EXERCISE MATERIALS:
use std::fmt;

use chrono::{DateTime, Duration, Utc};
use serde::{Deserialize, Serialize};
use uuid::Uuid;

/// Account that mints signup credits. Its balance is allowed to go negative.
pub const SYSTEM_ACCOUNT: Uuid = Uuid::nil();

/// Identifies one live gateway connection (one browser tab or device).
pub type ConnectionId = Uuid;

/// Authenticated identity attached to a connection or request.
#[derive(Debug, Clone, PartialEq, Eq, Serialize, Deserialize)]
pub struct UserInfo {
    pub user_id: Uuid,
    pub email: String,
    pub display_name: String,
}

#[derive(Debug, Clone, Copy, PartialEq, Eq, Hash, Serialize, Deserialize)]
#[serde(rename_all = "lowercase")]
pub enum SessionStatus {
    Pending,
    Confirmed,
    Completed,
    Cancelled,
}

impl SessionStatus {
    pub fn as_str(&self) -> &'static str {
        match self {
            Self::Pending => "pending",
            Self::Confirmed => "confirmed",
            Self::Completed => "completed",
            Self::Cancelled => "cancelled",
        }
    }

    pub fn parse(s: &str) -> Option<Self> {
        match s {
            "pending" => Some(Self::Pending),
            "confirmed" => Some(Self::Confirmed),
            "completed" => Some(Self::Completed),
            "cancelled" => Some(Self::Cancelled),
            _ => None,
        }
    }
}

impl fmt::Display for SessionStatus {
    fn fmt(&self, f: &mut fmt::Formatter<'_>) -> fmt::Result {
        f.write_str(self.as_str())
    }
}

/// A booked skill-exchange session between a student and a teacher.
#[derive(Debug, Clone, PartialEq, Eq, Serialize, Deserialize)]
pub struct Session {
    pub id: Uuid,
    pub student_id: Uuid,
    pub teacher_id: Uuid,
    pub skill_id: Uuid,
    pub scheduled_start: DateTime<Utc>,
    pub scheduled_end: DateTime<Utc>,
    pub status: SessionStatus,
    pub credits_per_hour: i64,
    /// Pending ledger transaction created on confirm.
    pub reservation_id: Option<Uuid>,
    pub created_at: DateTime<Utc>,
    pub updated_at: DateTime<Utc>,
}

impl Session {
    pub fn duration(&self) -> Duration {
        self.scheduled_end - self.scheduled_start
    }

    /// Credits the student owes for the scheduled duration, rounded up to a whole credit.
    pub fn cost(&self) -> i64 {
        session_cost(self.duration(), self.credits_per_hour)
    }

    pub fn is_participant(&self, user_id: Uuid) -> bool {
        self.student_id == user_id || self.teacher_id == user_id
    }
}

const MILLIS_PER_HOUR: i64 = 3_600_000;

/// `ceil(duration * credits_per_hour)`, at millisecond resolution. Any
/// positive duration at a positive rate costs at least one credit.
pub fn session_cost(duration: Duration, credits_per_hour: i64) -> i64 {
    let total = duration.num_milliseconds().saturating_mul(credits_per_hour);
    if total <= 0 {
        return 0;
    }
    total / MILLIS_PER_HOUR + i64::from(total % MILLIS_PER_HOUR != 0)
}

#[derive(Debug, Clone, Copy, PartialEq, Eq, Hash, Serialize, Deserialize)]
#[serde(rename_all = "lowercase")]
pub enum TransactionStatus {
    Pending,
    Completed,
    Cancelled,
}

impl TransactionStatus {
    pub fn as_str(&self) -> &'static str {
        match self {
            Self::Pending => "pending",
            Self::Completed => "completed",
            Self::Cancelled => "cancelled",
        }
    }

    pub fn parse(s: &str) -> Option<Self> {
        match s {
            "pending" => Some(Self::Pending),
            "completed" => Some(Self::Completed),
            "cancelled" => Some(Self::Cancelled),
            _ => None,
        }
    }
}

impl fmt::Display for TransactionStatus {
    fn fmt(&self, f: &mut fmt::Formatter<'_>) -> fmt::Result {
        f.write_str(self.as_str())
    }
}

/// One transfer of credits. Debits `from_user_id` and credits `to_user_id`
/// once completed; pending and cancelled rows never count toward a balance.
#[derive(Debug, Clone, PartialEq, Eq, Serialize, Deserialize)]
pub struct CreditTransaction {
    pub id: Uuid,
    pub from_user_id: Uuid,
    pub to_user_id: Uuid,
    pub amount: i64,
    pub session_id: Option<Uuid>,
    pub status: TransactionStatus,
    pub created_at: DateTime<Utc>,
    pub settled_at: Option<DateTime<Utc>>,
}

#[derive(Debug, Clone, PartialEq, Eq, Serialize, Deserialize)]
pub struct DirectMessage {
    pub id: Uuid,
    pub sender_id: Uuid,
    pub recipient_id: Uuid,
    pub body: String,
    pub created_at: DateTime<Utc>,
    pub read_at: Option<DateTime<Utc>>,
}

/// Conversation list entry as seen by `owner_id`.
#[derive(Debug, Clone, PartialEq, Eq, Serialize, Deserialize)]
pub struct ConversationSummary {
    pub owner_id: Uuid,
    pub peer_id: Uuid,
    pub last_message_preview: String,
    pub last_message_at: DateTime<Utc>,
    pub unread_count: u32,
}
...
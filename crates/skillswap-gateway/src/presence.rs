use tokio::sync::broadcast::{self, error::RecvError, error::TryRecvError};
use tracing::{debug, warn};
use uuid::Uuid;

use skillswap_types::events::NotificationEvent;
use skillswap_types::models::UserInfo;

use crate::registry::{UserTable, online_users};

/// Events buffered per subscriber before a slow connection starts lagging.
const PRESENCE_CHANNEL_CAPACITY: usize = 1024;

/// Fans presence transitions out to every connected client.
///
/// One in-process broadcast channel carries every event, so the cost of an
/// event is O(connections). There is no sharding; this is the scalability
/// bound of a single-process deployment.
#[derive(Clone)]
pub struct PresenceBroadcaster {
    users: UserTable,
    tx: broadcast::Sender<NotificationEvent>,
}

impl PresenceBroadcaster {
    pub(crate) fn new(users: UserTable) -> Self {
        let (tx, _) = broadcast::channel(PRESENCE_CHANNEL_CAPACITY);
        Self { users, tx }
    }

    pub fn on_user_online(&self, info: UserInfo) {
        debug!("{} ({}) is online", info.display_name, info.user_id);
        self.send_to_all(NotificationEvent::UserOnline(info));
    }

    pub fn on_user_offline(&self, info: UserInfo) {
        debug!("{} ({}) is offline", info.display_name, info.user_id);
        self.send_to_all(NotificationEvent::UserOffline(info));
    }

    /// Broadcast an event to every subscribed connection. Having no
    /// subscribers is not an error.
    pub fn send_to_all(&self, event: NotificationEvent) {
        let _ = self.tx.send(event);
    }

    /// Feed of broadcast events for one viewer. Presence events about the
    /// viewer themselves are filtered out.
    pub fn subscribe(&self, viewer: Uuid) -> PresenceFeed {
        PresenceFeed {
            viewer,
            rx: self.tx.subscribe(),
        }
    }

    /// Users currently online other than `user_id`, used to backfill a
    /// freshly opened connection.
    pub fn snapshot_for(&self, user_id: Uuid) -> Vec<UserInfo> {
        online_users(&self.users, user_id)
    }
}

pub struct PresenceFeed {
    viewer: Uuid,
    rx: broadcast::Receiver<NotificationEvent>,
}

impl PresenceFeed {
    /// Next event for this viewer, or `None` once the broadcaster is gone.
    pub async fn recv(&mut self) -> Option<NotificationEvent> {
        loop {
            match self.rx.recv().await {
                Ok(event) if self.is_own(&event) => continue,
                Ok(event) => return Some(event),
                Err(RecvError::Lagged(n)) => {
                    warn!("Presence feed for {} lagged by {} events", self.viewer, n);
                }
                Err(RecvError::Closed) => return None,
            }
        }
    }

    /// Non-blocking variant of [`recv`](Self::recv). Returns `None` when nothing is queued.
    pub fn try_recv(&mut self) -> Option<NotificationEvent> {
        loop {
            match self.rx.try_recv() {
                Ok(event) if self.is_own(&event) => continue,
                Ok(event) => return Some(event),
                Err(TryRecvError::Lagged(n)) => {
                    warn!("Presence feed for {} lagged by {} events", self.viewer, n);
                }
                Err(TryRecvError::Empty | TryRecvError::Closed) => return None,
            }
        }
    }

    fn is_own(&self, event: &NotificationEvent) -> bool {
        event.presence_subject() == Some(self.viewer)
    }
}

EXERCISE REQUIREMENTS: Above is a listing; print exactly its lines from the one with "total / MILLIS_PER_HOUR" through the one with "pub struct CreditTransaction", and no other lines.

RESULT BELOW:
    total / MILLIS_PER_HOUR + i64::from(total % MILLIS_PER_HOUR != 0)
}

#[derive(Debug, Clone, Copy, PartialEq, Eq, Hash, Serialize, Deserialize)]
#[serde(rename_all = "lowercase")]
pub enum TransactionStatus {
    Pending,
    Completed,
    Cancelled,
}

impl TransactionStatus {
    pub fn as_str(&self) -> &'static str {
        match self {
            Self::Pending => "pending",
            Self::Completed => "completed",
            Self::Cancelled => "cancelled",
        }
    }

    pub fn parse(s: &str) -> Option<Self> {
        match s {
            "pending" => Some(Self::Pending),
            "completed" => Some(Self::Completed),
            "cancelled" => Some(Self::Cancelled),
            _ => None,
        }
    }
}

impl fmt::Display for TransactionStatus {
    fn fmt(&self, f: &mut fmt::Formatter<'_>) -> fmt::Result {
        f.write_str(self.as_str())
    }
}

/// One transfer of credits. Debits `from_user_id` and credits `to_user_id`
/// once completed; pending and cancelled rows never count toward a balance.
#[derive(Debug, Clone, PartialEq, Eq, Serialize, Deserialize)]
pub struct CreditTransaction {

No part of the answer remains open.